During Charles' exile, there were three serious attempts to incite Royalist uprisings in Britain: Glencairn's Uprising in Scotland during 1653-4, Penruddock's Uprising in the West Country of 1655 and Booth's Uprising in Cheshire of 1659. All three were easily suppressed through superior military strength and, in the case of the English uprisings, an efficient intelligence network that infiltrated Royalist conspiracies and allowed the Commonwealth and Protectorate governments to stay one step ahead of their enemies. The Restoration of the monarchy in 1660 came about after the death of Oliver Cromwell when the collapse of the Protectorate resulted in a power struggle between republicans and army officers that brought political turmoil to England. Popular calls for the return of the King were given vital military backing by General Monck who, during the early months of 1660, moved cautiously from a position of support for the Commonwealth to support for the Restoration. Charles was declared rightful King of England by the newly-elected Convention Parliament on 8 May 1660 and invited to return to England. He landed at Dover on 25 May. Amid wild rejoicing across the nation, he made a triumphal entry into London on his 30th birthday, 29 May 1660. His coronation at Westminster Abbey took place on St George's Day, 1661.

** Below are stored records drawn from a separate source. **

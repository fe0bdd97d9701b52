//! swc-based extraction of top-level import declarations

use flatten_foundation::planning::TextRange;
use flatten_foundation::{FlattenError, FlattenResult, ImportStatement, NamedBinding, QuoteStyle};
use std::path::Path;
use swc_common::{sync::Lrc, BytePos, FileName, FilePathMapping, SourceMap, Span, Spanned};
use swc_ecma_ast::{ImportDecl, ImportSpecifier, ModuleDecl, ModuleExportName, ModuleItem};
use swc_ecma_parser::{lexer::Lexer, EsSyntax, Parser, StringInput, Syntax, TsSyntax};
use tracing::debug;

/// Pick the parser syntax from the file extension
pub fn syntax_for_path(path: &Path) -> Syntax {
    let file_name = path.file_name().and_then(|n| n.to_str()).unwrap_or_default();
    match path.extension().and_then(|ext| ext.to_str()) {
        Some("tsx") => Syntax::Typescript(TsSyntax {
            tsx: true,
            decorators: true,
            ..Default::default()
        }),
        Some("ts") | Some("mts") | Some("cts") => Syntax::Typescript(TsSyntax {
            decorators: true,
            dts: file_name.ends_with(".d.ts"),
            ..Default::default()
        }),
        _ => Syntax::Es(EsSyntax {
            jsx: true,
            ..Default::default()
        }),
    }
}

/// Byte offsets into the original text for spans of one parsed file
struct Offsets<'a> {
    content: &'a str,
    base: BytePos,
    /// swc drops a leading BOM before assigning positions
    bom: usize,
}

impl<'a> Offsets<'a> {
    fn offset(&self, pos: BytePos) -> usize {
        (pos.0 - self.base.0) as usize + self.bom
    }

    fn range(&self, span: Span) -> TextRange {
        TextRange::new(self.offset(span.lo), self.offset(span.hi))
    }

    fn text(&self, span: Span) -> &'a str {
        let range = self.range(span);
        self.content.get(range.start..range.end).unwrap_or_default()
    }
}

/// Parse `content` and return its import declarations in source order
pub fn parse_imports(path: &Path, content: &str) -> FlattenResult<Vec<ImportStatement>> {
    let cm = Lrc::new(SourceMap::new(FilePathMapping::empty()));
    let file_name = Lrc::new(FileName::Real(path.to_path_buf()));
    let source_file = cm.new_source_file(file_name, content.to_string());

    let lexer = Lexer::new(
        syntax_for_path(path),
        Default::default(),
        StringInput::from(&*source_file),
        None,
    );
    let mut parser = Parser::new_from(lexer);

    let module = parser
        .parse_module()
        .map_err(|e| FlattenError::parse(format!("{:?}", e), Some(path)))?;

    // A file the parser only partly understood is not rewritten.
    let recovered = parser.take_errors();
    if let Some(first) = recovered.first() {
        debug!(
            file_path = %path.display(),
            errors = recovered.len(),
            "Parser recovered from errors"
        );
        return Err(FlattenError::parse(format!("{:?}", first), Some(path)));
    }

    let offsets = Offsets {
        content,
        base: source_file.start_pos,
        bom: if content.starts_with('\u{feff}') { '\u{feff}'.len_utf8() } else { 0 },
    };

    Ok(module
        .body
        .iter()
        .filter_map(|item| match item {
            ModuleItem::ModuleDecl(ModuleDecl::Import(decl)) => Some(convert(decl, &offsets)),
            _ => None,
        })
        .collect())
}

fn convert(decl: &ImportDecl, offsets: &Offsets<'_>) -> ImportStatement {
    let raw_src = offsets.text(decl.src.span);
    let range = include_semicolon(offsets.content, offsets.range(decl.span));
    let has_semicolon = offsets
        .content
        .get(range.start..range.end)
        .is_some_and(|text| text.trim_end().ends_with(';'));

    let mut default_binding = None;
    let mut namespace_binding = None;
    let mut named_bindings = Vec::new();

    for specifier in &decl.specifiers {
        match specifier {
            ImportSpecifier::Default(default) => {
                default_binding = Some(default.local.sym.to_string());
            }
            ImportSpecifier::Namespace(ns) => {
                namespace_binding = Some(ns.local.sym.to_string());
            }
            ImportSpecifier::Named(named) => {
                let local = named.local.sym.to_string();
                let imported = match &named.imported {
                    None => local.clone(),
                    Some(ModuleExportName::Ident(ident)) => ident.sym.to_string(),
                    Some(other) => unquote(offsets.text(other.span())).to_string(),
                };
                named_bindings.push(NamedBinding {
                    imported,
                    local,
                    type_only: named.is_type_only,
                });
            }
        }
    }

    ImportStatement {
        range,
        specifier: unquote(raw_src).to_string(),
        quote: QuoteStyle::from_literal(raw_src),
        default_binding,
        namespace_binding,
        named_bindings,
        type_only: decl.type_only,
        has_attributes: decl.with.is_some(),
        has_semicolon,
    }
}

/// Extend `range` over a `;` that directly follows it on the same line
fn include_semicolon(content: &str, range: TextRange) -> TextRange {
    let Some(rest) = content.get(range.end..) else {
        return range;
    };
    let trimmed = rest.trim_start_matches([' ', '\t']);
    if trimmed.starts_with(';') {
        TextRange::new(range.start, range.end + (rest.len() - trimmed.len()) + 1)
    } else {
        range
    }
}

/// Strip the surrounding quotes of a string literal
fn unquote(raw: &str) -> &str {
    let inner = raw
        .strip_prefix(['"', '\''])
        .and_then(|s| s.strip_suffix(['"', '\'']));
    inner.unwrap_or(raw)
}
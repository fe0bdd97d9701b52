//! TypeScript/JavaScript import syntax for flatten-imports
pub mod parser;

use flatten_foundation::{DirectImport, FlattenResult, ImportStatement, ImportSyntax};
use std::path::Path;

/// TypeScript/JavaScript import parsing and rendering
#[derive(Debug, Default, Clone, Copy)]
pub struct TypeScriptImportSyntax;

impl TypeScriptImportSyntax {
    /// Extensions handled by this syntax
    pub const EXTENSIONS: &'static [&'static str] = &["ts", "tsx", "mts", "cts", "js", "jsx", "mjs", "cjs"];

    pub fn new() -> Self {
        Self
    }
}

impl ImportSyntax for TypeScriptImportSyntax {
    fn extensions(&self) -> &[&'static str] {
        Self::EXTENSIONS
    }

    fn parse_imports(&self, path: &Path, content: &str) -> FlattenResult<Vec<ImportStatement>> {
        parser::parse_imports(path, content)
    }

    fn render_import(&self, import: &DirectImport) -> String {
        let quote = import.quote.as_char();
        format!(
            "import {}{} from {quote}{}{quote}{}",
            if import.type_only { "type " } else { "" },
            import.binding,
            import.specifier,
            if import.semicolon { ";" } else { "" },
        )
    }
}

#[cfg(test)]
mod tests {
    use super::*;
    use flatten_foundation::QuoteStyle;

    fn direct(binding: &str, specifier: &str) -> DirectImport {
        DirectImport {
            binding: binding.to_string(),
            specifier: specifier.to_string(),
            quote: QuoteStyle::Double,
            type_only: false,
            semicolon: true,
        }
    }

    #[test]
    fn render_default_import() {
        let syntax = TypeScriptImportSyntax::new();
        assert_eq!(
            syntax.render_import(&direct("Button", "@/components/Button")),
            "import Button from \"@/components/Button\";"
        );
    }

    #[test]
    fn render_preserves_quote_and_semicolon_choice() {
        let syntax = TypeScriptImportSyntax::new();
        let import = DirectImport {
            quote: QuoteStyle::Single,
            semicolon: false,
            type_only: true,
            ..direct("Props", "../types/Props")
        };
        assert_eq!(syntax.render_import(&import), "import type Props from '../types/Props'");
    }

    #[test]
    fn handles_script_extensions_only() {
        let syntax = TypeScriptImportSyntax::new();
        assert!(syntax.handles(Path::new("src/App.tsx")));
        assert!(syntax.handles(Path::new("src/index.mjs")));
        assert!(!syntax.handles(Path::new("src/styles.css")));
        assert!(!syntax.handles(Path::new("README")));
    }
}
//! Source file discovery below the project root

use flatten_config::FlattenConfig;
use flatten_foundation::{FlattenError, FlattenResult};
use globset::{GlobBuilder, GlobSet, GlobSetBuilder};
use std::path::{Path, PathBuf};
use tracing::{debug, warn};
use walkdir::WalkDir;

/// Directories never worth descending into
const SKIPPED_DIRS: &[&str] = &["node_modules", ".git"];

/// Finds the files a run should process
#[derive(Debug)]
pub struct SourceDiscovery {
    root: PathBuf,
    include: GlobSet,
    exclude: Option<GlobSet>,
}

impl SourceDiscovery {
    /// Compile the include/exclude patterns of `config`
    pub fn new(config: &FlattenConfig) -> FlattenResult<Self> {
        let include = compile_globset(&config.include)?
            .ok_or_else(|| FlattenError::config("No include patterns configured"))?;
        let exclude = compile_globset(&config.exclude)?;

        Ok(Self {
            root: config.root.clone(),
            include,
            exclude,
        })
    }

    /// Whether a root-relative path is selected by the patterns
    pub fn is_selected(&self, relative: &Path) -> bool {
        self.include.is_match(relative)
            && !self
                .exclude
                .as_ref()
                .is_some_and(|exclude| exclude.is_match(relative))
    }

    /// All selected files, sorted
    pub fn discover(&self) -> Vec<PathBuf> {
        let mut files: Vec<PathBuf> = WalkDir::new(&self.root)
            .follow_links(false)
            .into_iter()
            .filter_entry(|e| {
                !(e.file_type().is_dir()
                    && e.depth() > 0
                    && e.file_name()
                        .to_str()
                        .is_some_and(|name| SKIPPED_DIRS.contains(&name)))
            })
            .filter_map(|entry| match entry {
                Ok(entry) => Some(entry),
                Err(e) => {
                    warn!(error = %e, "Skipping unreadable path");
                    None
                }
            })
            .filter(|e| e.file_type().is_file())
            .filter(|e| {
                e.path()
                    .strip_prefix(&self.root)
                    .is_ok_and(|relative| self.is_selected(relative))
            })
            .map(|e| e.into_path())
            .collect();

        files.sort();
        debug!(root = %self.root.display(), count = files.len(), "Discovered source files");
        files
    }
}

fn compile_globset(patterns: &[String]) -> FlattenResult<Option<GlobSet>> {
    let mut builder = GlobSetBuilder::new();
    let mut added = false;

    for pattern in patterns {
        let pattern = pattern.trim();
        if pattern.is_empty() {
            continue;
        }

        let glob = GlobBuilder::new(pattern)
            .literal_separator(true)
            .build()
            .map_err(|err| FlattenError::config(format!("Invalid glob pattern '{pattern}': {err}")))?;
        builder.add(glob);
        added = true;
    }

    if added {
        builder
            .build()
            .map(Some)
            .map_err(|err| FlattenError::config(format!("Failed to build glob set: {err}")))
    } else {
        Ok(None)
    }
}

The initial Restoration settlement was conciliatory. With a few exceptions, only the regicides who had participated directly in the trial and execution of Charles I in 1649 were singled out for punishment. An interim Church settlement that partly reconciled Episcopalians and Presbyterians was formulated; the validity of land sales to which the vendors had consented was confirmed. However, former Church and Crown lands were restored to their former owners and from 1661 the Cavalier Parliament enacted a more repressive religious settlement in favour of the Anglican Church. The Restoration is a distinctive period of British history, characterised by the establishment of the Royal Society for scientific research in 1662 and the rebuilding of London after the Great Fire of 1666. The re-opening of theatres resulted in the new theatrical genre known as Restoration Comedy, concerned with fashionable society and characterised by wit, cynicism and bawdy language. The loose morals associated with the Restoration Court stand in marked contrast to the sobriety of Charles I's reign and the Cromwellian régime.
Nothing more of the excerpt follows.